Question

Drug Concentration The concentration \(C\) of a medication in the bloodstream \(t\) minutes after sublingual (under the tongue) application is given by \(C(t)=\frac{3 t-1}{2 t^{2}+5}, \quad t>0\) (a) Use a graphing utility to graph the function. Estimate when the concentration is greatest. (b) Does this function have a horizontal asymptote? If so, discuss the meaning of the asymptote in terms of the concentration of the medication.

Short answer

Step 1 would provide an estimate for when the maximum concentration occurs, but the actual timing can be confirmed by finding the maximum point using the derivative in Steps 2 and 3. The presence and the meaning of the horizontal asymptote will come out clear after Steps 4 and 5.

Step-by-step solution

Graph the function

Firstly, we need to graph the function \(C(t)=\frac{3 t-1}{2 t^{2}+5}\). The graph will give a visual representation and an estimate of the time when the concentration is at its greatest.

Compute the derivative of the function

Let's compute the derivative of \(C(t)\). This will help us in knowing when the concentration of the medication is increasing or decreasing. The derivative is computed as: \[C'(t)=\frac{[2t^2+5](3)-(3t-1)(4t)}{(2t^2+5)^2}\]Simplify the above expression to find actual derivative function \(C'(t)\).

Identify critical points

Critical points occur at values of \(t\) where either \(C'(t)\) equals zero or does not exist. Solve the equation \(C'(t) = 0\) to find these points. These are the potential positions for which the maximum concentration can occur.

Compute the limit as t approaches infinity

We need to compute the limit of the function \(C(t)\) as \(t\rightarrow\infty\). This would show whether our function has a horizontal asymptote and the position of the possible asymptote. Heuristically, divide both the numerator and denominator by \(t^{2}\) and compute the limit once again to determine whether \(C(t)\) has an horizontal asymptote.

Interpret the result

Based on your calculations for maximum concentration and the asymptote, interpret the result in terms of the concentration of the medication over time.

Key concepts

Graphing Functions

Understanding the visual representation of mathematical functions is crucial for comprehending their behavior. Graphing the function, in this instance, involves plotting the medication concentration over time, with the concentration, denoted as C(t), on the y-axis, and time, t, on the x-axis. By using a graphing utility or software, students can easily observe how the concentration changes as time progresses. The peak of the graph indicates the maximum concentration level of the medication in the bloodstream after application. Graphs serve as valuable tools for predicting and visualizing the outcomes of mathematically expressed situations.

While discussing graphing, it's important to keep scales in mind. Equally spaced intervals on axes ensure accurate representation. Also, carefully analyzing the graph can give insights into the behavior of the concentration, such as how quickly it reaches its peak and how it stabilizes or decreases over time. This understanding is fundamental to applying calculus in practical scenarios.

Calculating Derivatives

The derivative is a powerful tool in calculus, offering the rate of change of a function at any given point.
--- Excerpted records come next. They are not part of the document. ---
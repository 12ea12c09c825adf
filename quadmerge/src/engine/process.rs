//! Subprocess execution with a deadline.
//!
//! `std::process` has no timed wait, so the child is polled with `try_wait`
//! while two helper threads drain stdout and stderr (a full pipe would
//! otherwise stall the child forever).
//!
//! Children started with a [`RunningChildren`] set are listed there until
//! they exit, so an interrupt handler can kill them before quadmerge exits.

use std::collections::BTreeMap;
use std::io::{self, Read, Write};
use std::process::{Child, Command, Output, Stdio};
use std::sync::{Arc, Mutex, MutexGuard, PoisonError};
use std::thread::{self, JoinHandle};
use std::time::{Duration, Instant};

use tracing::{debug, warn};

use super::EngineError;

/// How often a running child is checked for completion.
const POLL_INTERVAL: Duration = Duration::from_millis(10);

/// What happens to a child's stderr while it runs.
#[derive(Debug, Clone, Copy, Default, PartialEq, Eq)]
pub enum StderrMode {
    /// Keep it for error reports only.
    #[default]
    Capture,
    /// Also copy it to our own stderr as it arrives, e.g. ImageMagick
    /// `-monitor` progress.
    Forward,
}

/// Engine processes that are still running.
///
/// Clones share one set.
#[derive(Debug, Clone, Default)]
pub struct RunningChildren {
    inner: Arc<Mutex<BTreeMap<u32, Arc<Mutex<Child>>>>>,
}

impl RunningChildren {
    pub fn new() -> Self {
        Self::default()
    }

    pub fn len(&self) -> usize {
        lock(&self.inner).len()
    }

    pub fn is_empty(&self) -> bool {
        self.len() == 0
    }

    /// Kill every child in the set and return how many were signalled.
    ///
    /// The thread waiting on each child still reaps it.
    pub fn kill_all(&self) -> usize {
        let running: Vec<_> = lock(&self.inner).values().cloned().collect();
        for child in &running {
            let mut child = lock(child);
            if let Err(e) = child.kill() {
                debug!(pid = child.id(), error = %e, "Engine process already gone");
            }
        }
        running.len()
    }

    fn register(&self, child: &Arc<Mutex<Child>>) -> Registration<'_> {
        let id = lock(child).id();
        lock(&self.inner).insert(id, Arc::clone(child));
        Registration { children: self, id }
    }
}

/// Removes a child from its [`RunningChildren`] set when dropped.
struct Registration<'a> {
    children: &'a RunningChildren,
    id: u32,
}

impl Drop for Registration<'_> {
    fn drop(&mut self) {
        lock(&self.children.inner).remove(&self.id);
    }
}

/// Settings for one child process.
#[derive(Debug, Clone)]
pub struct RunOptions {
    timeout: Duration,
    stderr: StderrMode,
    children: Option<RunningChildren>,
}

impl RunOptions {
    pub fn new(timeout: Duration) -> Self {
        Self {
            timeout,
            stderr: StderrMode::Capture,
            children: None,
        }
    }

    pub fn with_stderr(mut self, mode: StderrMode) -> Self {
        self.stderr = mode;
        self
    }

    /// List the child in `children` while it runs.
    pub fn with_children(mut self, children: RunningChildren) -> Self {
        self.children = Some(children);
        self
    }

    pub fn timeout(&self) -> Duration {
        self.timeout
    }

    pub fn stderr(&self) -> StderrMode {
        self.stderr
    }
}

/// Run `command` to completion or until `timeout` expires.
///
/// On expiry the child is killed and reaped before `TimedOut` is returned.
/// A non-zero exit is *not* an error here; see [`run_checked`].
pub fn run_with_timeout(command: Command, timeout: Duration) -> Result<Output, EngineError> {
    run_with_options(command, &RunOptions::new(timeout))
}

/// [`run_with_timeout`] with stderr forwarding and child tracking.
pub fn run_with_options(mut command: Command, options: &RunOptions) -> Result<Output, EngineError> {
    let program = command.get_program().to_string_lossy().to_string();

    command
        .stdin(Stdio::null())
        .stdout(Stdio::piped())
        .stderr(Stdio::piped());

    {
        let args: Vec<_> = command.get_args().collect();
        debug!(program = %program, args = ?args, "Spawning engine");
    }

    let mut child = command
        .spawn()
        .map_err(|source| EngineError::Spawn { program, source })?;

    let stdout = child.stdout.take().map(|out| drain(out, StderrMode::Capture));
    let stderr = child.stderr.take().map(|err| drain(err, options.stderr));

    let child = Arc::new(Mutex::new(child));
    let _registration = options.children.as_ref().map(|set| set.register(&child));

    let deadline = Instant::now() + options.timeout;
    let status = loop {
        let mut running = lock(&child);
        if let Some(status) = running.try_wait()? {
            break status;
        }
        if Instant::now() >= deadline {
            warn!(timeout = ?options.timeout, "Engine invocation timed out, killing it");
            let _ = running.kill();
            let _ = running.wait();
            return Err(EngineError::TimedOut {
                timeout: options.timeout,
            });
        }
        drop(running);
        thread::sleep(POLL_INTERVAL);
    };

    Ok(Output {
        status,
        stdout: collect(stdout),
        stderr: collect(stderr),
    })
}

/// Run `command` and return its stdout, failing on a non-zero exit.
///
/// The error carries the engine's own stderr so the operator sees exactly
/// what the engine complained about.
pub fn run_checked(command: Command, timeout: Duration) -> Result<Vec<u8>, EngineError> {
    run_checked_with(command, &RunOptions::new(timeout))
}

/// [`run_checked`] with stderr forwarding and child tracking.
pub fn run_checked_with(command: Command, options: &RunOptions) -> Result<Vec<u8>, EngineError> {
    let output = run_with_options(command, options)?;

    if !output.status.success() {
        let stderr = String::from_utf8_lossy(&output.stderr);
        return Err(EngineError::Failed {
            status: output.status.to_string(),
            stderr: stderr.trim().to_string(),
        });
    }

    Ok(output.stdout)
}

fn drain<R: Read + Send + 'static>(reader: R, mode: StderrMode) -> JoinHandle<Vec<u8>> {
    thread::spawn(move || match mode {
        StderrMode::Capture => copy_echoing(reader, io::sink()),
        StderrMode::Forward => copy_echoing(reader, io::stderr()),
    })
}

/// Read `reader` to the end, writing each chunk to `echo` as it arrives.
fn copy_echoing<R: Read, W: Write>(mut reader: R, mut echo: W) -> Vec<u8> {
    let mut kept = Vec::new();
    let mut chunk = [0u8; 4096];
    loop {
        match reader.read(&mut chunk) {
            Ok(0) => break,
            Ok(n) => {
                kept.extend_from_slice(&chunk[..n]);
                // Progress lines end in '\r', so flush every chunk
                let _ = echo.write_all(&chunk[..n]).and_then(|()| echo.flush());
            }
            Err(e) if e.kind() == io::ErrorKind::Interrupted => continue,
            Err(_) => break,
        }
    }
    kept
}

fn collect(handle: Option<JoinHandle<Vec<u8>>>) -> Vec<u8> {
    handle.and_then(|h| h.join().ok()).unwrap_or_default()
}

fn lock<T>(mutex: &Mutex<T>) -> MutexGuard<'_, T> {
    mutex.lock().unwrap_or_else(PoisonError::into_inner)
}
In our context, calculating the derivative of the concentration function, C(t), tells us how the concentration of medication in the bloodstream is changing at each moment in time. By evaluating the derivative, stated as C'(t), we can determine when the rate of change is positive, meaning the concentration is increasing, and when it's negative, which indicates the concentration is decreasing.

The process of finding the derivative, also called differentiation, involves applying rules of calculus, such as the quotient rule, which was used to find C'(t) in the step-by-step solution. Understanding how to carry out this calculation is essential for analyzing the behavior of functions, making it a cornerstone of calculus.

Critical Points in Calculus

A critical point in calculus is where the first derivative of a function is either zero or undefined, indicating a potential maximum or minimum value of the function. For the medication concentration example, identifying the critical points of C(t) helps us find when the concentration reaches its peak. This point is of particular importance in medical applications, as it might correspond to the most effective concentration of medication in the bloodstream.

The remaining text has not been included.